Source material
------------------------
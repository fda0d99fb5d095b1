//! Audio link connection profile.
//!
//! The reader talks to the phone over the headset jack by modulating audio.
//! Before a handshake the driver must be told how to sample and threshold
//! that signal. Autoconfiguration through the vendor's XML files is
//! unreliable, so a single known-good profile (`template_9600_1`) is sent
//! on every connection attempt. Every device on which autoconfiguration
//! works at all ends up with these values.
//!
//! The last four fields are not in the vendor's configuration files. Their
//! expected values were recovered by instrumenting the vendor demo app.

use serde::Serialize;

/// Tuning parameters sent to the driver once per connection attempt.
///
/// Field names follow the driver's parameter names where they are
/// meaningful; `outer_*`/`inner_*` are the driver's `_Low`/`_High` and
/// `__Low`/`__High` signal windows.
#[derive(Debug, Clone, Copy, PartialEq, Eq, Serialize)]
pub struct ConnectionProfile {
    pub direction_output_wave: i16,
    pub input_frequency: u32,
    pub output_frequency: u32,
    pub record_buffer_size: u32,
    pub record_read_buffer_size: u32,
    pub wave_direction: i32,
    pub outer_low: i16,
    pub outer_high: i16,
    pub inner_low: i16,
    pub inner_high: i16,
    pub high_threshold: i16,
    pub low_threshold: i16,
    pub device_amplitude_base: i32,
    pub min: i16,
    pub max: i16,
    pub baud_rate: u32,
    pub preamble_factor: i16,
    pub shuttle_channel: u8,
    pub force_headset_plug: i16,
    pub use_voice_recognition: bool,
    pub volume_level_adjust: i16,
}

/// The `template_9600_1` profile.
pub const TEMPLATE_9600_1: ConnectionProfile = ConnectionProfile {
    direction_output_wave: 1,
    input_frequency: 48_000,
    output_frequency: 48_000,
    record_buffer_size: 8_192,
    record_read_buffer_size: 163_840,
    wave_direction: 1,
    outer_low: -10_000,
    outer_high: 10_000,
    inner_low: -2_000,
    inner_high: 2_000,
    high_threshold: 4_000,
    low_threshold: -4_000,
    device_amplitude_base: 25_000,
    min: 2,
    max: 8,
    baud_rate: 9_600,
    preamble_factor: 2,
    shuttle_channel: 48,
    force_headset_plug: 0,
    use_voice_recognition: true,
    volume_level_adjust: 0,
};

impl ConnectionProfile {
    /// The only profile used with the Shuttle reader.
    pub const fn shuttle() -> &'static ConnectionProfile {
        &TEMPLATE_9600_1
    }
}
------------------------
What to work on
Lines with the string "Serialize" in the data above: say how many there are, giving the number alone.

Task result
2